顧客の困りごとを知っているか?

ある複合機販売業者のおはなし

競争するか、違う視点をもつか

皆さんの会社にも、コピー機・複合機の営業電話が頻繁にかかってくるのではないかと思います。彼らは何を主張するかと言えば、まずは安さ。そして次に機能。これはどの会社も同じだと思います。ある企業が、学校などにカラー複合機を売り込んだ際も、そんな状況が見て取れたと言います。各社安さを売りにするけど、決め手がなく、学校側も導入を躊躇していました。「別に今までのモノクロ複合機で十分だし」というのが、その学校の空気だったようです。

そこで、その競争から抜けようと、ある企業が実施したのは「提案の次元を変える」という事でした。そして、徹底的に顧客である学校の「困りごと」をリサーチしたそうです。

生徒の集中力で学級崩壊!?

するとその学校では、生徒の集中力が低く、学級崩壊が起こっており、それが学校全体の悩みであることがわかりました。

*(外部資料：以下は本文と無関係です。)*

// src/lib.rs

//! Legacy blog migration: segments WordPress / page-builder article markup
//! into typed blocks and renders them as canonical BEM-style sections.
//!
//! ```no_run
//! use blog_migrator::{render_blocks, segment_html, RenderOptions};
//!
//! let blocks = segment_html("<div class=\"entry-content\"><p>Hello</p></div>")?;
//! let html = render_blocks(&blocks, &RenderOptions::default());
//! # Ok::<(), blog_migrator::utils::error::ExtractError>(())
//! ```

pub mod blocks;
pub mod config;
pub mod extractors;
pub mod fetch;
pub mod render;
pub mod storage;
pub mod utils;

pub use blocks::{classify, Block, BlockContent, BlockKind, ContentFragment};
pub use config::MigrationConfig;
pub use extractors::{
    process_article, segment_element, segment_html, select_block, ArticleRecord, AttributeGeometry,
    GeometryProvider, Rect,
};
pub use render::{render_block, render_blocks, Environment, EnvironmentMap, RenderOptions};
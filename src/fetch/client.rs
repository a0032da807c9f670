// src/fetch/client.rs
use crate::utils::error::FetchError;
use reqwest::header;
use std::time::Duration;
use url::Url;

pub const USER_AGENT: &str = "Mozilla/5.0 (compatible; BlogMigrator/1.0)";
const ACCEPT: &str = "text/html,application/xhtml+xml,*/*";
pub const DEFAULT_TIMEOUT_SECS: u64 = 15;
/// Politeness delay between two requests to the same blog.
pub const DEFAULT_DELAY_MS: u64 = 500;

/// Raw page plus the URL it was finally served from, after redirects.
#[derive(Debug, Clone)]
pub struct FetchedPage {
    pub html: String,
    pub final_url: String,
}

/// Turns user-entered blog URLs into absolute ones: adds `https://` when no
/// scheme is given and strips a leading `www.` (the server redirects back if needed).
pub fn normalize_url(raw: &str) -> Result<String, FetchError> {
    let raw = raw.trim();
    if raw.is_empty() {
        return Err(FetchError::InvalidUrl("empty URL".to_string()));
    }
    let lower = raw.to_ascii_lowercase();
    let with_scheme = if lower.starts_with("http://") || lower.starts_with("https://") {
        raw.to_string()
    } else {
        format!("https://{raw}")
    };

    let mut url = Url::parse(&with_scheme).map_err(|e| FetchError::InvalidUrl(format!("{raw}: {e}")))?;
    if let Some(host) = url.host_str().map(str::to_string) {
        if let Some(bare) = host.strip_prefix("www.").filter(|h| !h.is_empty()) {
            url.set_host(Some(bare))
                .map_err(|e| FetchError::InvalidUrl(format!("{raw}: {e}")))?;
        }
    }
    Ok(url.to_string())
}

/// Fetch collaborator: one reqwest client, shared between sequential requests.
pub struct PageFetcher {
    client: reqwest::Client,
    timeout: Duration,
    delay: Duration,
}

impl PageFetcher {
    pub fn new(timeout_secs: u64, delay_ms: u64) -> Result<Self, FetchError> {
        let timeout = Duration::from_secs(timeout_secs);
        let client = reqwest::Client::builder()
            .user_agent(USER_AGENT)
            .timeout(timeout)
            .redirect(reqwest::redirect::Policy::limited(10))
            .build()?;
        Ok(Self { client, timeout, delay: Duration::from_millis(delay_ms) })
    }

    /// Downloads one page over http(s), following redirects.
    pub async fn fetch_page(&self, url: &str) -> Result<FetchedPage, FetchError> {
        let parsed = Url::parse(url).map_err(|e| FetchError::InvalidUrl(format!("{url}: {e}")))?;
        if !matches!(parsed.scheme(), "http" | "https") {
            return Err(FetchError::InvalidUrl(format!("only http/https URLs are allowed: {url}")));
        }

        tracing::info!("Fetching page: {}", url);
        tracing::debug!("Using User-Agent: {}", USER_AGENT);

        let response = self
            .client
            .get(parsed)
            .header(header::ACCEPT, ACCEPT)
            .send()
            .await
            .map_err(|e| self.classify_error(url, e))?;

        let status = response.status();
        if !status.is_success() {
            tracing::error!("HTTP error status: {} for URL: {}", status, url);
            return Err(FetchError::Http { status, url: url.to_string() });
        }

        let final_url = response.url().to_string();
        if final_url != url {
            tracing::debug!("Redirected to {}", final_url);
        }
        let html = response.text().await.map_err(|e| self.classify_error(url, e))?;
        tracing::debug!("Downloaded {} bytes from {}", html.len(), final_url);

        Ok(FetchedPage { html, final_url })
    }

    /// Waits out the inter-request delay.
    pub async fn pause(&self) {
        if !self.delay.is_zero() {
            tokio::time::sleep(self.delay).await;
        }
    }

    fn classify_error(&self, url: &str, error: reqwest::Error) -> FetchError {
        if error.is_timeout() {
            tracing::warn!("Request timed out: {}", url);
            FetchError::Timeout { url: url.to_string(), seconds: self.timeout.as_secs() }
        } else {
            FetchError::Network(error)
        }
    }
}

教師側がいろんな努力や工夫をしてもなかなかその状況が変わらず苦心していたようです。そこで、複合機販売会社は様々な文献をあたってみました。するとこんな論文を見つけたのです。

カラフルな資料を使うと、モノクロの場合より集中力が高まる、というのです。こういった学術データをもって学校に提案に行ったところ、ほぼ即決。合い見積もりもなければ、部門間の譲り合いもなく、満場一致で契約が決まったと言います。

なにがおこったのか?

同じ商品の価値が変わる

商品を変えずとも、物の見方を変えるだけで同じ商品の価値が一変する。今回のケースはまさにそんな状態なのでしょう。大きな違いと言えば、今までは「きっと安いほうがいいに違いない」「高機能のほうが勝ってもらいやすい」という自分たちの思い込みで販売をしていました。しかし、顧客の関心ごととは違う部分だったので、購入には至らなかったのかもしれません。

今回のケースで言えば、同じカラー複合機が、「ただの複合機の発展版」から、「生徒の集中力を取り戻す工夫」に変化したのです。

こういったセールスの考え方、私達の業界でも使うことができないでしょうか?

顧客を知ることの大切さ

一時期「データベースマーケティング」という言葉が流行ったことがありました。お客様を属性別に切り、属性ごとに適した提案をしよう、というものでした。この手法の問題は、お客様をあくまでデータとして扱うこと。これは、定量的な情報が重視されるわけですが、定性的な要素は加味しづらくなります。

それももちろん一つの手法ですし、たくさんの顧客へのアクセスは、そういった定量的な分析が大事でしょう。しかし一方で、リアルなお客様は何に困っているのか、という定性的情報もまた、セールスには非常に大事になってきます。今困っていることを解決する商品こそが売りやすい商品です。逆に言えば、あなたの商品を今お客様が困っていることに当てはめて考えると、今まで以上に価値が認識されやすくなる可能性は高いと考えられます。

そのためにはやはりお客様との対話は欠かせません。天気の話もいいですが、お客様の本質的な悩みを引き出す対話をしたいものですね。